Syrian found guilty of war crimes over soldier's execution

Dutch court sentences former fighter to 20 years in prison

A Syrian man has been sentenced to 20 years in prison for war crimes over his role in the execution of a government soldier during the country's civil war.

A Dutch court said Ahmad al Khedr, also known as Abu Khuder, was a member of the Nusra Front rebel group, at one point an Al Qaeda affiliate in Syria.

Judges said his voice could be heard in a video of the execution of a captured, bloodied Syrian soldier who was shot on the banks of the River Euphrates in 2012.

"Executing an imprisoned foe by the accused is not only murder but also an egregious violation of the written and unwritten rules of international humanitarian law and universal human rights," the judges wrote in their 40-page verdict.

The case against Al Khedr was brought under Dutch universal jurisdiction laws, under which national courts can try suspects for war crimes, crimes against humanity and genocide committed on foreign soil as long as the accused lives in the Netherlands.

Al Khedr has been in the Netherlands since 2014, where he was granted temporary asylum.

The charges were based on witness testimonies provided by German police, Dutch authorities said.

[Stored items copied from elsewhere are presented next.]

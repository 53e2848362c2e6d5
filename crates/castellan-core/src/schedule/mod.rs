//! # Task Scheduling
//!
//! Single-task-at-a-time execution of maintenance jobs.
//!
//! A [`TaskTimer`] is fixed at construction from the node's role:
//!
//! - `Periodic` (seed nodes): firing `k` happens at
//!   `t0 + k * base + jitter_k` with `jitter_k` drawn uniformly from
//!   `[0, base)` for every firing, so seeds launched together drift apart.
//! - `RunOnce` (non-seed nodes): a single firing at startup.
//!
//! A run always completes before the next firing is considered. Slots whose
//! start passed while a run was still going are skipped; the next firing is
//! drawn in the first slot starting after the run returns. Cancellation is
//! only observed between runs.

mod metrics;
pub use metrics::{TaskMetrics, TaskMetricsSnapshot};

use std::future::Future;
use std::sync::Arc;
use std::time::Duration;

use rand::rngs::StdRng;
use rand::{Rng, SeedableRng};
use tokio::task::JoinHandle;
use tokio::time::Instant;
use tokio_util::sync::CancellationToken;

/// When a task fires.
#[derive(Debug, Clone, Copy, PartialEq, Eq)]
pub enum TaskTimer {
    /// Fire indefinitely at `base` intervals plus per-firing jitter.
    Periodic {
        /// Base interval; also the exclusive upper bound of the jitter.
        base: Duration,
    },
    /// Fire once at startup.
    RunOnce,
}

impl TaskTimer {
    /// Timer for a node's role: seeds run periodically, others once.
    #[must_use]
    pub const fn for_role(is_seed: bool, base: Duration) -> Self {
        if is_seed {
            Self::Periodic { base }
        } else {
            Self::RunOnce
        }
    }

    /// Returns `true` for [`TaskTimer::Periodic`].
    #[must_use]
    pub const fn is_periodic(&self) -> bool {
        matches!(self, Self::Periodic { .. })
    }

    /// Offset from `t0` of firing number `k`, or `None` when the timer
    /// never fires a `k`-th time.
    ///
    /// Periodic offsets draw a fresh jitter from `rng` on every call.
    pub fn firing_offset<R: Rng>(&self, k: u64, rng: &mut R) -> Option<Duration> {
        match *self {
            Self::RunOnce => (k == 0).then_some(Duration::ZERO),
            Self::Periodic { base } => {
                let slot = scale(base, k)?;
                slot.checked_add(jitter(base, rng))
            }
        }
    }

    /// Slot to fire after slot `k` finished `elapsed` past `t0`.
    ///
    /// Normally `k + 1`. When the run overran later slots, the first slot
    /// starting after `elapsed`, so missed firings are skipped rather
    /// than replayed.
    #[must_use]
    pub fn next_slot(&self, k: u64, elapsed: Duration) -> u64 {
        let next = k.saturating_add(1);
        match *self {
            Self::Periodic { base } if !base.is_zero() => {
                let behind = elapsed.as_nanos() / base.as_nanos();
                let first_free = u64::try_from(behind).unwrap_or(u64::MAX).saturating_add(1);
                next.max(first_free)
            }
            _ => next,
        }
    }
}

/// `base * k`, or `None` on overflow.
fn scale(base: Duration, k: u64) -> Option<Duration> {
    let nanos = base.as_nanos().checked_mul(u128::from(k))?;
    u64::try_from(nanos).ok().map(Duration::from_nanos)
}

/// Uniform draw from `[0, base)`; zero for a zero base.
fn jitter<R: Rng>(base: Duration, rng: &mut R) -> Duration {
    let bound = u64::try_from(base.as_nanos()).unwrap_or(u64::MAX);
    if bound == 0 {
        Duration::ZERO
    } else {
        Duration::from_nanos(rng.random_range(0..bound))
    }
}

/// A unit of work the scheduler runs.
pub trait ScheduledTask: Send + Sync {
    /// Failure type of one run.
    type Error: std::error::Error + Send + Sync + 'static;

    /// Task name for logging.
    fn name(&self) -> &str;

    /// Execute one run to completion.
    fn run(&self) -> impl Future<Output = Result<(), Self::Error>> + Send;
}

/// Handle to a spawned task loop.
#[derive(Debug)]
pub struct TaskHandle {
    name: String,
    join: JoinHandle<()>,
    cancel: CancellationToken,
    metrics: Arc<TaskMetrics>,
}

impl TaskHandle {
    /// Name of the task.
    #[must_use]
    pub fn name(&self) -> &str {
        &self.name
    }

    /// Shared run counters.
    #[must_use]
    pub fn metrics(&self) -> Arc<TaskMetrics> {
        Arc::clone(&self.metrics)
    }

    /// Returns `true` once the loop has exited (run-once finished,
    /// cancelled, or the timer ran out of firings).
    #[must_use]
    pub fn is_finished(&self) -> bool {
        self.join.is_finished()
    }

    /// Wait for the loop to exit on its own.
    ///
    /// # Errors
    ///
    /// Returns the join error if the task panicked.
    pub async fn join(self) -> Result<(), tokio::task::JoinError> {
        self.join.await
    }

    /// Stop after the current run (if any) and wait for the loop to exit.
    ///
    /// # Errors
    ///
    /// Returns the join error if the task panicked.
    pub async fn shutdown(self) -> Result<(), tokio::task::JoinError> {
        self.cancel.cancel();
        self.join.await
    }
}

/// Spawn `task` on the current tokio runtime, firing per `timer`.
#[must_use]
pub fn spawn_task<T: ScheduledTask + 'static>(task: T, timer: TaskTimer) -> TaskHandle {
    spawn_with_rng(task, timer, StdRng::from_os_rng())
}

/// [`spawn_task`] with a deterministic jitter sequence.
#[must_use]
pub fn spawn_task_seeded<T: ScheduledTask + 'static>(task: T, timer: TaskTimer, seed: u64) -> TaskHandle {
    spawn_with_rng(task, timer, StdRng::seed_from_u64(seed))
}

fn spawn_with_rng<T: ScheduledTask + 'static>(task: T, timer: TaskTimer, rng: StdRng) -> TaskHandle {
    let name = task.name().to_string();
    let cancel = CancellationToken::new();
    let metrics = Arc::new(TaskMetrics::default());
    let join = tokio::spawn(run_loop(task, timer, rng, cancel.clone(), Arc::clone(&metrics)));
    TaskHandle {
        name,
        join,
        cancel,
        metrics,
    }
}

async fn run_loop<T: ScheduledTask>(
    task: T,
    timer: TaskTimer,
    mut rng: StdRng,
    cancel: CancellationToken,
    metrics: Arc<TaskMetrics>,
) {
    let t0 = Instant::now();
    let mut k = 0u64;
    let mut runs = 0u64;
    tracing::debug!(task = task.name(), ?timer, "task loop started");

    while let Some(offset) = timer.firing_offset(k, &mut rng) {
        let Some(fire_at) = t0.checked_add(offset) else {
            break;
        };

        tokio::select! {
            biased;

            () = cancel.cancelled() => {
                tracing::debug!(task = task.name(), "task loop cancelled");
                break;
            }

            () = tokio::time::sleep_until(fire_at) => {}
        }

        let started = Instant::now();
        let result = task.run().await;
        let elapsed = started.elapsed();
        match result {
            Ok(()) => {
                metrics.record_success(elapsed);
                tracing::debug!(task = task.name(), slot = k, ?elapsed, "task run succeeded");
            }
            Err(e) => {
                metrics.record_failure(elapsed);
                tracing::warn!(task = task.name(), slot = k, error = %e, "task run failed");
            }
        }
        runs += 1;

        let next = timer.next_slot(k, t0.elapsed());
        if next > k.saturating_add(1) {
            tracing::warn!(task = task.name(), skipped = next - k - 1, "run overran, skipping missed firings");
        }
        k = next;
    }

    tracing::debug!(task = task.name(), runs, "task loop finished");
}
//! Optional per-call deadlines for remote operations.

use std::future::Future;
use std::time::Duration;

/// Await `fut`, failing with `on_elapsed(limit)` if `limit` passes first.
///
/// With `limit == None` the future is awaited unbounded.
pub(crate) async fn bounded<T, E, F>(
    limit: Option<Duration>,
    fut: F,
    on_elapsed: impl FnOnce(Duration) -> E,
) -> Result<T, E>
where
    F: Future<Output = Result<T, E>>,
{
    match limit {
        None => fut.await,
        Some(limit) => match tokio::time::timeout(limit, fut).await {
            Ok(result) => result,
            Err(_) => Err(on_elapsed(limit)),
        },
    }
}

It is the third time a Dutch court has convicted a Syrian citizen of war crimes during the civil war, previously handing down prison terms of up to seven years.

Al Khedr's sentence was more severe than those of previous cases with Syrian fighters because he was found to have participated personally in the execution.

In the absence of a tribunal for atrocities in Syria, where an estimated 400,000 people have been killed in a decade of civil war that has driven millions more from their homes, European courts have tried a handful of suspects. But most alleged crimes have gone unpunished.